Gas explosion: Two more minors succumb to injuries

Families unhappy with hospital arrangements for injured victims.

Fazal Khaliq July 09, 2013
The gas cylinder explosion on Monday evening in Labour Colony, Mingora led to the death of two minors. The intensity of the blast was so severe it caused a shop and two houses to collapse. PHOTO: ONLINE


Two more minors injured in the gas cylinder explosion in Labour Colony, Panr succumbed to their injuries on Tuesday, increasing the death toll to four.

The blast took place on Monday evening in a shop inside the colony. Initially, two minors were killed and 20 people were injured in the accident. The intensity of the blast was so severe that it caused the shop and two houses to collapse, while buildings in the surrounding area were also damaged.

“It was an LPG gas filling shop located amid houses where all the villagers came,” said Shahid Khan, a resident. “Villagers and rickshaw drivers frequented the filling shop. The blast took place at around 8pm in the evening, when several people were around.”

The four dead minors are, Abid, 7, Sadia, 8, Ruqia, 8 and nine-month-old Kashmala.

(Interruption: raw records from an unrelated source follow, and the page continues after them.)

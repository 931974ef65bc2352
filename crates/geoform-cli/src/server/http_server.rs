//! HTTP server startup and request serving.

use std::future::Future;
use std::io;
use std::net::SocketAddr;

use axum::Router;
use tokio::net::TcpListener;

use crate::config::ServerConfig;
use crate::server::{
    ServerError, ServerResult, TRACING_TARGET_SHUTDOWN, TRACING_TARGET_STARTUP, shutdown_signal,
};

/// Common server startup logic with graceful shutdown handling.
///
/// Logs server readiness, warns about binding to all interfaces, runs the
/// server, and logs the shutdown status.
async fn serve_with_shutdown<F>(
    server_config: &ServerConfig,
    serve_fn: impl FnOnce() -> F,
) -> ServerResult<()>
where
    F: Future<Output = io::Result<()>>,
{
    tracing::info!(
        target: TRACING_TARGET_STARTUP,
        addr = %server_config.server_addr(),
        "server is ready and listening for connections"
    );

    if server_config.binds_to_all_interfaces() {
        tracing::warn!(
            target: TRACING_TARGET_STARTUP,
            "server is bound to all interfaces, ensure firewall rules are properly configured"
        );
    }

    serve_fn().await.map_err(|err| {
        tracing::error!(
            target: TRACING_TARGET_SHUTDOWN,
            error = %err,
            "server encountered an error"
        );
        ServerError::Runtime(err)
    })?;

    tracing::info!(
        target: TRACING_TARGET_SHUTDOWN,
        "server shut down gracefully"
    );
    Ok(())
}

/// Starts an HTTP server with graceful shutdown.
///
/// Validates the configuration, binds to the specified address, and serves
/// requests until a shutdown signal arrives.
pub async fn serve_http(app: Router, server_config: ServerConfig) -> ServerResult<()> {
    if let Err(validation_error) = server_config.validate() {
        tracing::error!(
            target: TRACING_TARGET_STARTUP,
            error = %validation_error,
            "invalid server configuration"
        );

        return Err(ServerError::InvalidConfig(validation_error.to_string()));
    }

    let server_addr = server_config.server_addr();

    let listener = match TcpListener::bind(server_addr).await {
        Ok(listener) => listener,
        Err(listener_err) => {
            let error = ServerError::bind_error(server_addr.to_string(), listener_err);

            tracing::error!(
                target: TRACING_TARGET_STARTUP,
                addr = %server_addr,
                error = %error,
                suggestion = error.suggestion().unwrap_or_default(),
                "failed to bind to address"
            );

            return Err(error);
        }
    };

    let shutdown_signal = shutdown_signal(server_config.shutdown_timeout());
    serve_with_shutdown(&server_config, || async move {
        axum::serve(
            listener,
            app.into_make_service_with_connect_info::<SocketAddr>(),
        )
        .with_graceful_shutdown(shutdown_signal)
        .await
    })
    .await
}
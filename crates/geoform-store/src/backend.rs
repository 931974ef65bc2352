//! Storage backend implementation.

use opendal::{Operator, services};

use crate::TRACING_TARGET;
use crate::config::StorageConfig;
use crate::error::{StoreError, StoreResult};

/// Unified storage backend that wraps OpenDAL operators.
#[derive(Clone)]
pub struct StorageBackend {
    operator: Operator,
    config: StorageConfig,
}

impl StorageBackend {
    /// Creates a new storage backend from configuration.
    pub fn new(config: StorageConfig) -> StoreResult<Self> {
        let operator = Self::create_operator(&config)?;

        tracing::info!(
            target: TRACING_TARGET,
            backend = config.backend_name(),
            "storage backend initialized"
        );

        Ok(Self { operator, config })
    }

    /// Returns the configuration for this backend.
    pub fn config(&self) -> &StorageConfig {
        &self.config
    }

    /// Probes the backend for basic availability.
    pub async fn check(&self) -> StoreResult<()> {
        Ok(self.operator.check().await?)
    }

    /// Reads a file from storage.
    pub async fn read(&self, path: &str) -> StoreResult<Vec<u8>> {
        tracing::debug!(
            target: TRACING_TARGET,
            path = %path,
            "reading file"
        );

        let data = self.operator.read(path).await?.to_vec();

        Ok(data)
    }

    /// Writes data to a file in storage.
    pub async fn write(&self, path: &str, data: &[u8]) -> StoreResult<()> {
        tracing::debug!(
            target: TRACING_TARGET,
            path = %path,
            size = data.len(),
            "writing file"
        );

        self.operator.write(path, data.to_vec()).await?;

        Ok(())
    }

    /// Deletes a file from storage.
    pub async fn delete(&self, path: &str) -> StoreResult<()> {
        tracing::debug!(
            target: TRACING_TARGET,
            path = %path,
            "deleting file"
        );

        self.operator.delete(path).await?;

        Ok(())
    }

    /// Checks if a file exists.
    pub async fn exists(&self, path: &str) -> StoreResult<bool> {
        Ok(self.operator.exists(path).await?)
    }

    /// Lists file paths under a prefix.
    pub async fn list(&self, path: &str) -> StoreResult<Vec<String>> {
        use futures::TryStreamExt;

        let entries: Vec<_> = self.operator.lister(path).await?.try_collect().await?;

        Ok(entries.into_iter().map(|e| e.path().to_string()).collect())
    }

    /// Creates an OpenDAL operator based on configuration.
    fn create_operator(config: &StorageConfig) -> StoreResult<Operator> {
        match config {
            StorageConfig::Fs(fs) => {
                let builder = services::Fs::default().root(&fs.root.to_string_lossy());

                Operator::new(builder)
                    .map(|op| op.finish())
                    .map_err(|e| StoreError::init(e.to_string()))
            }
            StorageConfig::Memory => {
                let builder = services::Memory::default();

                Operator::new(builder)
                    .map(|op| op.finish())
                    .map_err(|e| StoreError::init(e.to_string()))
            }
        }
    }
}

impl std::fmt::Debug for StorageBackend {
    fn fmt(&self, f: &mut std::fmt::Formatter<'_>) -> std::fmt::Result {
        f.debug_struct("StorageBackend")
            .field("backend", &self.config.backend_name())
            .finish()
    }
}
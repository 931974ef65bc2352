use axum::extract::{FromRef, FromRequestParts, OptionalFromRequestParts};
use axum::http::request::Parts;
use axum_extra::TypedHeader;
use axum_extra::extract::CookieJar;
use axum_extra::headers::Authorization;
use axum_extra::headers::authorization::Bearer;
use derive_more::{Deref, DerefMut, From};

use crate::TRACING_TARGET_AUTHENTICATION;
use crate::extract::auth::AuthClaims;
use crate::handler::{Error, ErrorKind, Result};
use crate::service::AuthKeys;

/// Name of the session cookie checked when no `Authorization` header is
/// present. Browser clients carry the token here after signing in.
pub const SESSION_COOKIE: &str = "geoform.session_token";

/// Authenticated request state backed by a validated session token.
///
/// Tokens are accepted from the `Authorization: Bearer` header or, as a
/// fallback, from the [`SESSION_COOKIE`] cookie. The decoded claims are
/// cached in the request extensions so repeated extraction within one
/// request validates the token only once.
#[must_use]
#[derive(Debug, Clone, Deref, DerefMut, From)]
pub struct AuthState(pub AuthClaims);

impl AuthState {
    /// Returns a reference to the validated claims.
    #[inline]
    pub fn claims(&self) -> &AuthClaims {
        &self.0
    }

    /// Consumes this state and returns the validated claims.
    #[inline]
    pub fn into_claims(self) -> AuthClaims {
        self.0
    }

    /// Pulls the raw token from the request, header first, cookie second.
    async fn extract_token<S>(parts: &mut Parts, state: &S) -> Result<String>
    where
        S: Send + Sync,
    {
        type AuthBearerHeader = TypedHeader<Authorization<Bearer>>;

        if let Ok(bearer_header) =
            <AuthBearerHeader as FromRequestParts<S>>::from_request_parts(parts, state).await
        {
            return Ok(bearer_header.token().to_owned());
        }

        // Cookie extraction is infallible, an absent header falls through here.
        let cookie_jar = CookieJar::from_request_parts(parts, state)
            .await
            .unwrap_or_default();

        match cookie_jar.get(SESSION_COOKIE) {
            Some(cookie) => Ok(cookie.value().to_owned()),
            None => {
                tracing::debug!(
                    target: TRACING_TARGET_AUTHENTICATION,
                    "no bearer header or session cookie on request"
                );

                Err(ErrorKind::MissingAuthToken.into_error())
            }
        }
    }
}

impl<S> FromRequestParts<S> for AuthState
where
    S: Sync + Send + 'static,
    AuthKeys: FromRef<S>,
{
    type Rejection = Error<'static>;

    async fn from_request_parts(parts: &mut Parts, state: &S) -> Result<Self, Self::Rejection> {
        // Cached state from an earlier extractor in the same request.
        if let Some(auth_state) = parts.extensions.get::<Self>() {
            return Ok(auth_state.clone());
        }

        let token = Self::extract_token(parts, state).await?;
        let auth_keys = AuthKeys::from_ref(state);
        let auth_claims = AuthClaims::decode(&token, auth_keys.decoding_key())?;

        let auth_state = Self(auth_claims);
        parts.extensions.insert(auth_state.clone());
        Ok(auth_state)
    }
}

impl<S> OptionalFromRequestParts<S> for AuthState
where
    S: Sync + Send + 'static,
    AuthKeys: FromRef<S>,
{
    type Rejection = Error<'static>;

    async fn from_request_parts(
        parts: &mut Parts,
        state: &S,
    ) -> Result<Option<Self>, Self::Rejection> {
        match <Self as FromRequestParts<S>>::from_request_parts(parts, state).await {
            Ok(auth_state) => Ok(Some(auth_state)),
            Err(_) => Ok(None),
        }
    }
}

impl aide::OperationInput for AuthState {}

#[cfg(test)]
mod tests {
    use axum::http::Request;

    use super::*;
    use crate::service::AuthKeys;

    fn request_parts(builder: axum::http::request::Builder) -> Parts {
        let (parts, ()) = builder.body(()).unwrap().into_parts();
        parts
    }

    #[tokio::test]
    async fn missing_token_is_rejected() {
        let keys = AuthKeys::from_secret("test-secret").unwrap();
        let mut parts = request_parts(Request::builder().uri("/api/template/list"));

        let error = <AuthState as FromRequestParts<_>>::from_request_parts(&mut parts, &keys)
            .await
            .unwrap_err();
        assert_eq!(error.kind(), ErrorKind::MissingAuthToken);
    }

    #[tokio::test]
    async fn bearer_header_is_accepted() {
        let keys = AuthKeys::from_secret("test-secret").unwrap();
        let token = AuthClaims::new("field-agent")
            .encode(keys.encoding_key())
            .unwrap();

        let mut parts = request_parts(
            Request::builder()
                .uri("/api/template/list")
                .header("authorization", format!("Bearer {token}")),
        );

        let auth_state = <AuthState as FromRequestParts<_>>::from_request_parts(&mut parts, &keys)
            .await
            .unwrap();
        assert_eq!(auth_state.claims().subject, "field-agent");

        // The second extraction is served from the request extensions.
        let cached = <AuthState as FromRequestParts<_>>::from_request_parts(&mut parts, &keys)
            .await
            .unwrap();
        assert_eq!(cached.claims().subject, "field-agent");
    }

    #[tokio::test]
    async fn session_cookie_is_accepted() {
        let keys = AuthKeys::from_secret("test-secret").unwrap();
        let token = AuthClaims::new("field-agent")
            .encode(keys.encoding_key())
            .unwrap();

        let mut parts = request_parts(
            Request::builder()
                .uri("/api/form/list")
                .header("cookie", format!("{SESSION_COOKIE}={token}")),
        );

        let auth_state = <AuthState as FromRequestParts<_>>::from_request_parts(&mut parts, &keys)
            .await
            .unwrap();
        assert_eq!(auth_state.claims().subject, "field-agent");
    }

    #[tokio::test]
    async fn tampered_token_is_rejected() {
        let keys = AuthKeys::from_secret("test-secret").unwrap();
        let other_keys = AuthKeys::from_secret("other-secret").unwrap();
        let token = AuthClaims::new("field-agent")
            .encode(other_keys.encoding_key())
            .unwrap();

        let mut parts = request_parts(
            Request::builder()
                .uri("/api/template/list")
                .header("authorization", format!("Bearer {token}")),
        );

        let error = <AuthState as FromRequestParts<_>>::from_request_parts(&mut parts, &keys)
            .await
            .unwrap_err();
        assert_eq!(error.kind(), ErrorKind::InvalidAuthToken);
    }

    #[tokio::test]
    async fn optional_extraction_swallows_auth_errors() {
        let keys = AuthKeys::from_secret("test-secret").unwrap();
        let mut parts = request_parts(Request::builder().uri("/api/health"));

        let maybe_state =
            <AuthState as OptionalFromRequestParts<_>>::from_request_parts(&mut parts, &keys)
                .await
                .unwrap();
        assert!(maybe_state.is_none());
    }
}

The relatives of the victims seemed unhappy with the hospital arrangements. “There was only one doctor and two other staff members in the entire casualty unit,” said Iqbal Khan, a social worker. Khan added the injured were unattended for up to half an hour. “When we called reporters some doctors appeared and started treatment.”

In contrast, people were happy with the response of their MPA and MNA, who reached the hospital. “The lawmakers came and directed the hospital medical superintendent to start treatment immediately, after which everything was streamlined,” said Zahir Khan, a resident of Panr.

MPA Fazal Hakim Khan, who was present at the hospital, said he arranged ambulances to take patients in critical condition to Peshawar. “We have also informed provincial assembly members in Peshawar of the situation so preparations can be made in the city’s hospitals

The sound of the explosion was heard in far-off areas. “At first, we thought it was a bomb blast,” said Sher Bahadar, another resident. “Everyone rushed out of their houses to see what had happened. We saw a shop had caved in so we started a rescue operation immediately.”

Published in The Express Tribune, July 10th, 2013.